▸ RECORDS FOR THIS EXERCISE:
------------

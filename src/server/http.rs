//! REST listener: `/health`, `/detect` and `/sessions`.
//!
//! One request per connection, answered with `Connection: close`. Requests run
//! on their own short-lived threads so a slow `/detect` never holds up
//! `/health`.

use std::collections::HashMap;
use std::io::{ErrorKind, Read, Write};
use std::net::{TcpListener, TcpStream};
use std::sync::atomic::{AtomicBool, Ordering};
use std::sync::Arc;
use std::time::Duration;

use anyhow::{anyhow, Result};
use crossbeam_channel::RecvTimeoutError;
use serde::{Deserialize, Serialize};
use serde_json::json;

use super::ACCEPT_BACKOFF;
use crate::detect::DetectorInfo;
use crate::error::RelayError;
use crate::frame::FrameInput;
use crate::gateway::TransportGateway;
use crate::health::{DetectorHealth, DetectorState};
use crate::session::SessionSummary;

const MAX_HEADER_BYTES: usize = 8192;
const MAX_BODY_BYTES: usize = 16 * 1024 * 1024;
const READ_TIMEOUT: Duration = Duration::from_secs(5);
/// How long `/detect` waits for the worker before giving up.
const DETECT_TIMEOUT: Duration = Duration::from_secs(30);

#[derive(Clone)]
pub(crate) struct HttpContext {
    pub gateway: Arc<TransportGateway>,
    pub health: Arc<DetectorHealth>,
}

pub(crate) fn run(
    listener: TcpListener,
    ctx: HttpContext,
    shutdown: Arc<AtomicBool>,
) -> Result<()> {
    loop {
        if shutdown.load(Ordering::SeqCst) {
            break;
        }
        match listener.accept() {
            Ok((stream, _)) => {
                let ctx = ctx.clone();
                let spawned = std::thread::Builder::new()
                    .name("relay-http-req".into())
                    .spawn(move || {
                        if let Err(err) = handle_connection(stream, &ctx) {
                            log::warn!("rest request rejected: {:#}", err);
                        }
                    });
                if let Err(err) = spawned {
                    log::error!("failed to spawn rest request thread: {}", err);
                }
            }
            Err(err) if err.kind() == ErrorKind::WouldBlock => {
                std::thread::sleep(ACCEPT_BACKOFF);
                continue;
            }
            Err(err) => return Err(err.into()),
        }
    }
    Ok(())
}

#[derive(Serialize)]
struct HealthBody<'a> {
    status: &'static str,
    detector_ready: bool,
    detector_state: DetectorState,
    active_sessions: usize,
    queue_size: usize,
    queue_capacity: usize,
    jobs_processed: u64,
    job_failures: u64,
    consecutive_failures: u32,
    #[serde(skip_serializing_if = "Option::is_none")]
    last_error: Option<String>,
    model_info: &'a DetectorInfo,
}

#[derive(Serialize)]
struct SessionsBody {
    active_sessions: Vec<SessionSummary>,
    total_count: usize,
}

#[derive(Deserialize)]
struct DetectRequest {
    #[serde(default)]
    image: Option<FrameInput>,
    #[serde(default)]
    annotate: bool,
}

fn handle_connection(mut stream: TcpStream, ctx: &HttpContext) -> Result<()> {
    stream.set_nonblocking(false)?;
    let request = match read_request(&mut stream) {
        Ok(request) => request,
        Err(RequestError::TooLarge) => {
            write_error(&mut stream, 413, "request body too large")?;
            return Ok(());
        }
        Err(RequestError::Malformed(err)) => {
            write_error(&mut stream, 400, "malformed request")?;
            return Err(err);
        }
    };

    if request.method == "OPTIONS" {
        write_response(&mut stream, 204, "application/json", &[])?;
        return Ok(());
    }

    let allowed = match request.path.as_str() {
        "/health" | "/sessions" => "GET",
        "/detect" => "POST",
        _ => {
            write_error(&mut stream, 404, "not_found")?;
            return Ok(());
        }
    };
    if request.method != allowed {
        write_error(&mut stream, 405, "method_not_allowed")?;
        return Ok(());
    }

    match request.path.as_str() {
        "/health" => health(&mut stream, ctx),
        "/sessions" => sessions(&mut stream, ctx),
        _ => detect(&mut stream, ctx, &request.body),
    }
}

fn health(stream: &mut TcpStream, ctx: &HttpContext) -> Result<()> {
    let snapshot = ctx.health.snapshot();
    let gateway = &ctx.gateway;
    let body = HealthBody {
        status: match snapshot.detector_state {
            DetectorState::Ok => "OK",
            DetectorState::Degraded => "DEGRADED",
            DetectorState::Stopped => "STOPPED",
        },
        detector_ready: snapshot.detector_ready,
        detector_state: snapshot.detector_state,
        active_sessions: gateway.registry().len(),
        queue_size: gateway.queue().len(),
        queue_capacity: gateway.queue().capacity(),
        jobs_processed: snapshot.jobs_processed,
        job_failures: snapshot.job_failures,
        consecutive_failures: snapshot.consecutive_failures,
        last_error: snapshot.last_error,
        model_info: gateway.detector_info(),
    };
    write_json(stream, 200, &body)
}

fn sessions(stream: &mut TcpStream, ctx: &HttpContext) -> Result<()> {
    let active_sessions = ctx.gateway.registry().list();
    let body = SessionsBody {
        total_count: active_sessions.len(),
        active_sessions,
    };
    write_json(stream, 200, &body)
}

fn detect(stream: &mut TcpStream, ctx: &HttpContext, body: &[u8]) -> Result<()> {
    let request: DetectRequest = match serde_json::from_slice(body) {
        Ok(request) => request,
        Err(err) => {
            return write_error(stream, 400, &format!("invalid request body: {}", err));
        }
    };
    let reply = match ctx.gateway.submit_direct(request.image, request.annotate) {
        Ok(reply) => reply,
        Err(err) => return write_relay_error(stream, &err),
    };
    match reply.recv_timeout(DETECT_TIMEOUT) {
        Ok(result) => {
            let status = if result.is_degraded() { 500 } else { 200 };
            write_json(stream, status, &result)
        }
        // The worker closed the queue with this job still in it.
        Err(RecvTimeoutError::Disconnected) => write_error(stream, 503, "relay stopping"),
        Err(RecvTimeoutError::Timeout) => write_error(stream, 504, "detection timed out"),
    }
}

enum RequestError {
    TooLarge,
    Malformed(anyhow::Error),
}

impl From<std::io::Error> for RequestError {
    fn from(err: std::io::Error) -> Self {
        RequestError::Malformed(err.into())
    }
}

#[derive(Debug)]
struct HttpRequest {
    method: String,
    path: String,
    body: Vec<u8>,
}

fn read_request(stream: &mut TcpStream) -> Result<HttpRequest, RequestError> {
    stream.set_read_timeout(Some(READ_TIMEOUT))?;
    let mut buf = [0u8; 8192];
    let mut data = Vec::new();
    let header_end = loop {
        let n = stream.read(&mut buf)?;
        if n == 0 {
            return Err(RequestError::Malformed(anyhow!("connection closed mid-request")));
        }
        data.extend_from_slice(&buf[..n]);
        if let Some(pos) = data.windows(4).position(|w| w == b"\r\n\r\n") {
            break pos;
        }
        if data.len() > MAX_HEADER_BYTES {
            return Err(RequestError::Malformed(anyhow!("request headers too large")));
        }
    };

    let text = String::from_utf8_lossy(&data[..header_end]).into_owned();
    let mut lines = text.split("\r\n");
    let request_line = lines
        .next()
        .ok_or_else(|| RequestError::Malformed(anyhow!("empty request")))?;
    let mut parts = request_line.split_whitespace();
    let method = parts
        .next()
        .ok_or_else(|| RequestError::Malformed(anyhow!("missing method")))?;
    let raw_path = parts
        .next()
        .ok_or_else(|| RequestError::Malformed(anyhow!("missing path")))?;
    let mut headers = HashMap::new();
    for line in lines {
        if let Some((k, v)) = line.split_once(':') {
            headers.insert(k.trim().to_lowercase(), v.trim().to_string());
        }
    }

    let content_length = match headers.get("content-length") {
        Some(value) => value
            .parse::<usize>()
            .map_err(|_| RequestError::Malformed(anyhow!("bad content-length")))?,
        None => 0,
    };
    if content_length > MAX_BODY_BYTES {
        return Err(RequestError::TooLarge);
    }
    let mut body = data.split_off(header_end + 4);
    while body.len() < content_length {
        let n = stream.read(&mut buf)?;
        if n == 0 {
            return Err(RequestError::Malformed(anyhow!("body shorter than content-length")));
        }
        body.extend_from_slice(&buf[..n]);
    }
    body.truncate(content_length);

    let path = raw_path.split('?').next().unwrap_or(raw_path).to_string();
    Ok(HttpRequest {
        method: method.to_string(),
        path,
        body,
    })
}

fn write_relay_error(stream: &mut TcpStream, err: &RelayError) -> Result<()> {
    let status = match err {
        RelayError::Overload => 503,
        RelayError::SessionNotFound => 404,
        RelayError::Decode(_) | RelayError::Detector(_) => 500,
        RelayError::Validation(_) => 400,
    };
    let body = json!({ "error": err.to_string(), "kind": err.kind() });
    write_json(stream, status, &body)
}

fn write_error(stream: &mut TcpStream, status: u16, message: &str) -> Result<()> {
    write_json(stream, status, &json!({ "error": message }))
}

fn write_json<T: Serialize>(stream: &mut TcpStream, status: u16, body: &T) -> Result<()> {
    let payload = serde_json::to_vec(body)?;
    write_response(stream, status, "application/json", &payload)
}

fn write_response(
    stream: &mut TcpStream,
    status: u16,
    content_type: &str,
    body: &[u8],
) -> Result<()> {
    let status_line = match status {
        200 => "HTTP/1.1 200 OK",
        204 => "HTTP/1.1 204 No Content",
        400 => "HTTP/1.1 400 Bad Request",
        404 => "HTTP/1.1 404 Not Found",
        405 => "HTTP/1.1 405 Method Not Allowed",
        413 => "HTTP/1.1 413 Payload Too Large",
        503 => "HTTP/1.1 503 Service Unavailable",
        504 => "HTTP/1.1 504 Gateway Timeout",
        _ => "HTTP/1.1 500 Internal Server Error",
    };
    let header = format!(
        "{status_line}\r\nContent-Type: {content_type}\r\nContent-Length: {len}\r\nCache-Control: no-store\r\nAccess-Control-Allow-Origin: *\r\nAccess-Control-Allow-Methods: GET, POST, OPTIONS\r\nAccess-Control-Allow-Headers: Content-Type\r\nConnection: close\r\n\r\n",
        status_line = status_line,
        content_type = content_type,
        len = body.len()
    );
    stream.write_all(header.as_bytes())?;
    stream.write_all(body)?;
    stream.flush()?;
    Ok(())
}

------------

▸ ACTION ITEM: Please give again the lines above between the line holding "use std::collections::HashMap;" and the line holding "use crate::session::SessionSummary;", inclusive, exactly as they are and with nothing added.

▸ SOLUTION TO THIS PROBLEM:
use std::collections::HashMap;
use std::io::{ErrorKind, Read, Write};
use std::net::{TcpListener, TcpStream};
use std::sync::atomic::{AtomicBool, Ordering};
use std::sync::Arc;
use std::time::Duration;

use anyhow::{anyhow, Result};
use crossbeam_channel::RecvTimeoutError;
use serde::{Deserialize, Serialize};
use serde_json::json;

use super::ACCEPT_BACKOFF;
use crate::detect::DetectorInfo;
use crate::error::RelayError;
use crate::frame::FrameInput;
use crate::gateway::TransportGateway;
use crate::health::{DetectorHealth, DetectorState};
use crate::session::SessionSummary;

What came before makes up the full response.